The landmark car-making tie-up between Ford and Volkswagen will begin to bear fruit in 2023, when the US manufacturer kick-starts its bold European EV offensive with a locally produced and regionally focused crossover to sit beneath the Mustang Mach-E.
Arriving in line with the Blue Oval’s ambition to fully electrify its European range by 2030, the crossover will be the first EV built at Ford’s $1 billion (circa AUD$1.3 billion) Electrification Centre in Cologne, Germany. It is set to be produced initially alongside the Fiesta supermini, which is scheduled to end its current life cycle in 2024 or 2025.
The new crossover will be the first Ford to use the Volkswagen Group’s MEB EV platform, as part of a long-term strategic partnership between the two firms that will also result in Ford building commercial vehicles for the German brand.
More specifically, the new Ford will share the bulk of its underpinnings with Volkswagen’s ID 4 crossover, rather than its shorter ID 3 hatchback, which paves the way for a line-up comprising a wide variety of battery capacities, power outputs and driveline layouts.
The Ford crossover, which is set for a reveal in the first half of 2022 before its 2023 market introduction, will adopt a similar low-slung, two-box silhouette to its Zwickau-built sibling. As such, it is tipped to make a significant departure in its design from the flagship Mach-E, with straighter and more prominent body creases among its defining features.
Ford of Europe boss Stuart Rowley revealed recently that he will leverage Ford’s American heritage as a point of differentiation from rival firms, which is likely to influence the styling of the new EV.
“Ford is the only American brand in Europe now and that’s a unique position that we can build on. A lot of people are attracted to some of those characteristics and only Ford can bring products like that to the market,” he said, hinting that core US-market models like the new Bronco and Explorer SUVs could be used as the basis for European models, in much the same way as the Mach-E draws on elements of the Mustang.

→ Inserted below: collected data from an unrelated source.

//! # Hit Registration Client Library
//!
//! Client-side core of a relay-based multiplayer shooter. Every peer runs its
//! own simulation; a relay only assigns connection ids and fans messages out
//! to the other peers without interpreting them.
//!
//! ## Architecture Overview
//!
//! ### Shooter Authority
//! Damage is decided by whoever fired the bullet. The shooting client sweeps
//! its bullet against walls and player hitboxes, applies the damage locally
//! and broadcasts the target's new absolute health. Bullets seen on other
//! peers are replicas that only produce impact effects.
//!
//! ### Single Owner Simulation
//! One [`game::Game`] owns every entity and the session state. A receiver
//! task decodes relay frames onto the [`events::NetworkEventQueue`]; the
//! simulation loop drains it once per tick before stepping, so no game state
//! is ever shared across tasks.
//!
//! ## Module Organization
//!
//! ### Simulation
//! - `geometry`: static boxes and the slab intersection test
//! - `ballistics`: per-tick bullet sweep and the dynamic hitbox ray caster
//! - `entities`: the local player, remote players, bullets and their registry
//! - `weapon`: weapon classes, cooldown and reload state
//! - `hit`: turns a bullet hitting a player into a damage decision
//! - `session`: match phases, team scores, victory and restart seeds
//! - `game`: ties the above together per tick
//!
//! ### Networking
//! - `framing`: length-prefixed frames over async streams
//! - `network`: relay handshake plus receiver and sender tasks
//! - `events`: the mailbox between the receiver and the simulation
//!
//! ### Front End
//! - `input`: console commands to local actions
//! - `presentation`: change notifications and a log-backed presenter
//!
//! ## Usage Example
//!
//! ```rust,no_run
//! use client::events::NetworkEventQueue;
//! use client::game::Game;
//! use client::network;
//! use client::session::SessionConfig;
//! use std::time::Duration;
//!
//! # async fn run() -> Result<(), Box<dyn std::error::Error>> {
//! let (events, mut queue) = NetworkEventQueue::channel();
//! let link = network::connect("127.0.0.1:8000", "alice", Duration::from_secs(5), events).await?;
//! let mut game = Game::new(link.client_id(), "alice", &SessionConfig::default());
//!
//! loop {
//!     game.drain_events(&mut queue)?;
//!     game.tick(1.0 / 60.0);
//!     for message in game.take_outbound() {
//!         link.send(message);
//!     }
//! #   break;
//! }
//! # Ok(())
//! # }
//! ```

pub mod ballistics;
pub mod entities;
pub mod error;
pub mod events;
pub mod framing;
pub mod game;
pub mod geometry;
pub mod hit;
pub mod input;
pub mod network;
pub mod presentation;
pub mod session;
pub mod weapon;
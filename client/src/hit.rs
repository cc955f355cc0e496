//! Damage authority for bullet impacts
//!
//! Every client judges only the hits of bullets it fired itself. Those hits
//! decrement the target's local health and yield a health update carrying
//! the new absolute value; replica bullets never change health.

use crate::ballistics::{is_headshot, RayHit, ENEMY_SCALE_Y};
use crate::entities::{Bullet, EntityRegistry, Teamable};
use log::debug;
use shared::Message;

pub const HEADSHOT_MULTIPLIER: i32 = 2;

#[derive(Debug, Clone, Copy, PartialEq, Eq)]
pub enum HitEffect {
    Damaged {
        amount: i32,
        previous_health: i32,
        new_health: i32,
    },
    /// Shooter and target share a team; health is left untouched.
    FriendlyFire,
    /// Impact effect only: replica bullet, or a target that cannot take
    /// damage from this client.
    Cosmetic,
}

#[derive(Debug, Clone, PartialEq)]
pub struct Resolution {
    pub target: u32,
    pub headshot: bool,
    pub effect: HitEffect,
    /// Health update to broadcast, present only when damage was applied.
    pub outbound: Option<Message>,
}

#[derive(Debug, Clone)]
pub struct HitResolutionAuthority {
    headshot_multiplier: i32,
}

impl HitResolutionAuthority {
    pub fn new() -> Self {
        Self {
            headshot_multiplier: HEADSHOT_MULTIPLIER,
        }
    }

    /// Turns a dynamic hit into a damage decision.
    pub fn resolve(&self, bullet: &Bullet, hit: &RayHit, registry: &mut EntityRegistry) -> Resolution {
        let target = hit.target.entity;

        let Some(enemy) = registry.remote_mut(target) else {
            return Resolution {
                target,
                headshot: false,
                effect: HitEffect::Cosmetic,
                outbound: None,
            };
        };

        let headshot = is_headshot(hit.target.part, hit.point.y, enemy.position.y, ENEMY_SCALE_Y);

        if bullet.is_replica() {
            return Resolution {
                target,
                headshot,
                effect: HitEffect::Cosmetic,
                outbound: None,
            };
        }

        if let Some(shooter_team) = bullet.shooter_team {
            if enemy.team() == Some(shooter_team) {
                debug!("Friendly fire on {} suppressed", target);
                return Resolution {
                    target,
                    headshot,
                    effect: HitEffect::FriendlyFire,
                    outbound: None,
                };
            }
        }

        let amount = if headshot {
            bullet.damage * self.headshot_multiplier
        } else {
            bullet.damage
        };
        let previous_health = enemy.health;
        enemy.health -= amount;

        debug!(
            "Hit {} for {}{} ({} -> {})",
            target,
            amount,
            if headshot { " (headshot)" } else { "" },
            previous_health,
            enemy.health
        );

        Resolution {
            target,
            headshot,
            effect: HitEffect::Damaged {
                amount,
                previous_health,
                new_health: enemy.health,
            },
            outbound: Some(Message::HealthUpdate {
                id: target,
                health: enemy.health,
            }),
        }
    }
}

impl Default for HitResolutionAuthority {
    fn default() -> Self {
        Self::new()
    }
}

#[cfg(test)]
mod tests {
    use super::*;
    use crate::ballistics::{HitPart, TargetHandle};
    use crate::entities::{LocalPlayer, Ownership, Team};
    use shared::{PlayerRecord, Vec3};

    // Ids 3 (red) and 4 (blue) by the default team assignment
    fn registry() -> EntityRegistry {
        let mut registry = EntityRegistry::new(LocalPlayer::new(2, "me", Vec3::ZERO));
        for id in [3, 4] {
            registry.upsert_remote(&PlayerRecord {
                id,
                username: format!("p{}", id),
                position: [0.0, 0.0, 10.0],
                rotation: 0.0,
                joined: true,
                left: false,
                health: 100,
            });
        }
        registry
    }

    fn bullet(damage: i32, team: Option<Team>, ownership: Ownership) -> Bullet {
        Bullet::new(Vec3::ZERO, 0.0, 0.0, damage, 80.0, team, ownership)
    }

    fn hit(entity: u32, part: HitPart, y: f32) -> RayHit {
        RayHit {
            point: Vec3::new(0.0, y, 9.45),
            distance: 9.45,
            target: TargetHandle { entity, part },
        }
    }

    #[test]
    fn test_body_hit_applies_base_damage() {
        let mut registry = registry();
        let authority = HitResolutionAuthority::new();

        let resolution = authority.resolve(
            &bullet(15, None, Ownership::Local),
            &hit(3, HitPart::Body, 0.5),
            &mut registry,
        );

        assert!(!resolution.headshot);
        assert_eq!(
            resolution.effect,
            HitEffect::Damaged {
                amount: 15,
                previous_health: 100,
                new_health: 85
            }
        );
        assert_eq!(
            resolution.outbound,
            Some(Message::HealthUpdate { id: 3, health: 85 })
        );
        assert_eq!(registry.remote(3).unwrap().health, 85);
    }

    #[test]
    fn test_head_hitbox_doubles_damage() {
        let mut registry = registry();
        let authority = HitResolutionAuthority::new();

        let resolution = authority.resolve(
            &bullet(15, None, Ownership::Local),
            &hit(3, HitPart::Head, 1.5),
            &mut registry,
        );

        assert!(resolution.headshot);
        assert_eq!(registry.remote(3).unwrap().health, 70);
    }

    #[test]
    fn test_inferred_headshot_from_height() {
        let mut registry = registry();
        let authority = HitResolutionAuthority::new();

        let resolution = authority.resolve(
            &bullet(10, None, Ownership::Local),
            &hit(3, HitPart::Body, 1.7),
            &mut registry,
        );

        assert!(resolution.headshot);
        assert_eq!(registry.remote(3).unwrap().health, 80);
    }

    #[test]
    fn test_health_may_go_negative() {
        let mut registry = registry();
        registry.remote_mut(3).unwrap().health = 10;
        let authority = HitResolutionAuthority::new();

        let resolution = authority.resolve(
            &bullet(60, None, Ownership::Local),
            &hit(3, HitPart::Body, 0.0),
            &mut registry,
        );

        assert_eq!(
            resolution.outbound,
            Some(Message::HealthUpdate { id: 3, health: -50 })
        );
    }

    #[test]
    fn test_friendly_fire_leaves_health_unchanged() {
        let mut registry = registry();
        let authority = HitResolutionAuthority::new();

        let resolution = authority.resolve(
            &bullet(20, Some(Team::Blue), Ownership::Local),
            &hit(4, HitPart::Head, 2.0),
            &mut registry,
        );

        assert_eq!(resolution.effect, HitEffect::FriendlyFire);
        assert!(resolution.outbound.is_none());
        assert_eq!(registry.remote(4).unwrap().health, 100);
    }

    #[test]
    fn test_opposing_team_takes_damage() {
        let mut registry = registry();
        let authority = HitResolutionAuthority::new();

        authority.resolve(
            &bullet(20, Some(Team::Blue), Ownership::Local),
            &hit(3, HitPart::Body, 0.0),
            &mut registry,
        );

        assert_eq!(registry.remote(3).unwrap().health, 80);
    }

    #[test]
    fn test_replica_is_cosmetic() {
        let mut registry = registry();
        let authority = HitResolutionAuthority::new();

        let resolution = authority.resolve(
            &bullet(20, None, Ownership::Replica),
            &hit(3, HitPart::Head, 2.0),
            &mut registry,
        );

        assert_eq!(resolution.effect, HitEffect::Cosmetic);
        assert!(resolution.outbound.is_none());
        assert_eq!(registry.remote(3).unwrap().health, 100);
    }

    #[test]
    fn test_local_player_is_not_a_damage_target() {
        let mut registry = registry();
        let authority = HitResolutionAuthority::new();

        let resolution = authority.resolve(
            &bullet(20, None, Ownership::Local),
            &hit(2, HitPart::Body, 1.0),
            &mut registry,
        );

        assert_eq!(resolution.effect, HitEffect::Cosmetic);
        assert_eq!(registry.local().health, 100);
    }
}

Ford has still yet to confirm whether it will use a historically significant name for the new model, as it has done with the Puma, Mach-E and Bronco. Automotive Daily’s exclusive partner Autocar understands a final decision has yet to be made, but a revival of the Mondeo badge is highly unlikely.
It’s also understood that any performance variants, twinned with the new ID 4 GTX, won’t use Ford’s long-running ST or RS monikers, given the cultural weight they hold, particularly in European countries. Inside, the new Ford will take heavy influence from the recently revealed Chinese-market Evos crossover, which had previously been thought to succeed the Mondeo in Europe.
Notably, that car features a 1.1-metre, 4K infotainment display across the top of its dashboard, rather than a more conventional integrated item or even the Mach-E’s tablet-style touchscreen, with most physical controls removed. Ford is embarking on a wide-reaching transformation of its in-vehicle connectivity offering, with strategic partner Google providing its expertise in artificial intelligence, data and machine learning.
From 2023, all Ford vehicles will be fitted with an Android-based infotainment system, and the Cologne-built crossover is likely to be among the first to feature this.
In terms of powertrains, the new Ford is set to follow the ID 4 in offering both rear- and four-wheel-drive formats, with power output ranging from 109kW to 150kW in the standard model. The line-up could then be topped by a 220kW sports model, possibly badged GT, as with the most powerful version of the Mach-E.
A 52kWh lithium ion battery will provide around 343 kilometres of range as standard and offer charging rates of up to 100kW, while the optional 77kWh battery will extend the range to more than 480 kilometres and raise charging capacity to 125kW.
Ford plans to deliver more than 600,000 MEB-platformed electric cars between 2023 and 2029 and it has made no secret of the potential for a second or even third Volkswagen-based electric Ford.
Volkswagen Group boss Herbert Diess has previously suggested that a second car could “almost double” the supply of MEB components to Ford, suggesting a retained focus on mass-market appeal and accessibility.
There has been no indication of which Volkswagen Group model a follow-up Ford EV would be twinned with, but given Ford’s well-documented focus on expanding its SUV range, a likely candidate would be the affordable Volkswagen urban crossover that’s due around 2025, potentially as a replacement for the Fiesta.
However, Rowley has been quick to point out that “Ford has and will have its own global battery-electric platforms and we will use some of those in Europe also”, suggesting MEB-based cars will make up only a part of its EV line-up here.
Rowley acknowledged Volkswagen’s comparative strength in the mid-sized car segment as a key motivation for the partnership.